Premier congé de maladie de M. Luckman

[38] M. Luckman a pris un congé de maladie le 5 mai 2017 pour recevoir un traitement contre son cancer. Ce congé de maladie est devenu un congé d’invalidité de courte durée (ICD), qui a été approuvé par l’assureur de l’intimée, Manuvie.

[39] Le 17 mai 2017, M. Luckman a subi avec succès une intervention chirurgicale visant à retirer huit ganglions lymphatiques. Il s’agissait là d’une opération lourde, qui exigeait une longue période de convalescence. M. Luckman est resté à l’hôpital quatre jours avant d’obtenir son congé. Par la suite, il avait régulièrement des rendez‑vous de suivi avec son chirurgien, son médecin de famille, son physiothérapeute et son infirmière. Son congé de maladie a été prolongé par son médecin le 16 août, puis le 18 septembre.

Le retour au travail de M. Luckman

[40] M. Luckman a commencé un retour progressif au travail le 1er octobre 2017 dans le cadre d’un plan qui, selon l’intimée, avait été entièrement conçu par Manuvie et ses médecins. Diana Galvis, gestionnaire des ressources humaines de Bell, a confirmé que l’intimée n’avait pas participé à l’élaboration du plan de retour au travail. Le plan prévoyait que M. Luckman travaillerait deux jours non consécutifs la première semaine, puis trois jours non consécutifs la deuxième semaine, puis quatre jours la troisième semaine et 22,5 heures la quatrième semaine. Le retour à une semaine de travail complète était fixé au 10 novembre 2017.

[41] Les témoins de l’intimée ont déclaré que les comptes de M. Luckman avaient continué d’être gérés par Loreena Percy et Stephanie Burrows lorsqu’il était retourné au travail. Bell a déclaré qu’elle ne voulait pas perturber les clients en transférant les comptes à différents gestionnaires du développement des entreprises. La seule tâche particulière que M. Luckman se soit vu confier consistait à travailler avec une équipe à un grand projet de demande de renseignements d’un conseil scolaire de l’Ontario.

[42] M. Luckman a témoigné que, peu de temps après son retour, ses clients avaient appris qu’il était revenu et, selon ses propres mots, l’avaient [traduction] « bombardé » d’appels téléphoniques où ils lui adressaient diverses demandes de renseignements sur leurs comptes. Il a dit que son retour au travail n’a pas été graduel. Il a ajouté qu’il était dépassé par les exigences du travail et qu’il avait dû retourner en congé de maladie.
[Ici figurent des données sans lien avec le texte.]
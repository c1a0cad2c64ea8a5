// Copyright 2023 The Arbor Developers
//
// Licensed under the Apache License, Version 2.0 (the "License");
// you may not use this file except in compliance with the License.
// You may obtain a copy of the License at
//
//     http://www.apache.org/licenses/LICENSE-2.0
//
// Unless required by applicable law or agreed to in writing, software
// distributed under the License is distributed on an "AS IS" BASIS,
// WITHOUT WARRANTIES OR CONDITIONS OF ANY KIND, either express or implied.
// See the License for the specific language governing permissions and
// limitations under the License.

//! Verifiable-delay-function value types. The classgroup arithmetic itself is
//! a collaborator behind the verifier traits; here VDF outputs and proofs are
//! opaque byte strings with a canonical serialization.

use byteorder::{BigEndian, WriteBytesExt};

use crate::core::hash::{Hash, Hashed};

/// Output of a VDF evaluation: the challenge it started from, how many
/// iterations were run and the resulting (opaque) classgroup element.
#[derive(Clone, PartialEq, Eq, Debug, Serialize, Deserialize)]
pub struct VdfInfo {
	/// Challenge the VDF was seeded with.
	pub challenge: Hash,
	/// Number of iterations the VDF claims to have run.
	pub number_of_iterations: u64,
	/// Serialized classgroup element produced at the end of the run.
	pub output: Vec<u8>,
}

impl Hashed for VdfInfo {
	fn bytes(&self) -> Vec<u8> {
		let mut data = vec![];
		data.extend_from_slice(self.challenge.to_slice());
		data.write_u64::<BigEndian>(self.number_of_iterations).unwrap();
		data.extend_from_slice(&self.output);
		data
	}
}

/// Witness allowing fast verification of a [`VdfInfo`].
#[derive(Clone, PartialEq, Eq, Debug, Serialize, Deserialize)]
pub struct VdfProof {
	/// Witness type, determines the verification recursion depth.
	pub witness_type: u8,
	/// Serialized witness data.
	pub witness: Vec<u8>,
}

/// The infusion-point VDFs and proofs a timelord produces for one unfinished
/// block, everything needed to close it into a full sub-block.
#[derive(Clone, PartialEq, Eq, Debug, Serialize, Deserialize)]
pub struct InfusionPointVdfs {
	/// Trunk hash of the unfinished block these VDFs infuse.
	pub unfinished_reward_hash: Hash,
	/// Challenge chain infusion VDF.
	pub challenge_chain_ip_vdf: VdfInfo,
	/// Proof for the challenge chain infusion VDF.
	pub challenge_chain_ip_proof: VdfProof,
	/// Reward chain infusion VDF.
	pub reward_chain_ip_vdf: VdfInfo,
	/// Proof for the reward chain infusion VDF.
	pub reward_chain_ip_proof: VdfProof,
	/// Infused challenge chain VDF, absent before the first infusion of the
	/// current challenge block.
	pub infused_challenge_chain_ip_vdf: Option<VdfInfo>,
	/// Proof for the infused challenge chain VDF.
	pub infused_challenge_chain_ip_proof: Option<VdfProof>,
}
[43] M. Zankowicz a affirmé qu’il ne savait pas que les clients de M. Luckman communiquaient avec lui ni qu’ils pouvaient même le faire. Il semble n’avoir effectué aucun suivi du retour au travail de M. Luckman, car il a déclaré dans son témoignage que Bell [traduction] « a[vait] sans doute » adhéré au plan de retour progressif au travail de Manuvie.

[44] M. Luckman a précisé qu’à la fin d’octobre 2017, il avait soulevé auprès de M. Zankowicz la question du volume et de la nature de son travail. Mais l’intimée n’a offert aucune mesure d’adaptation à M. Luckman. M. Zankowicz a laissé entendre que M. Luckman pourrait retourner en congé d’ICD.

Cessation d’emploi de M. Luckman

[45] L’avis des parties diverge quant au moment où M. Luckman est retourné au travail après son deuxième congé d’ICD. Ce dernier a affirmé que c’était le 21 novembre 2017. Diana Galvis a déclaré que, selon ses dossiers, M. Luckman était revenu le 10 novembre.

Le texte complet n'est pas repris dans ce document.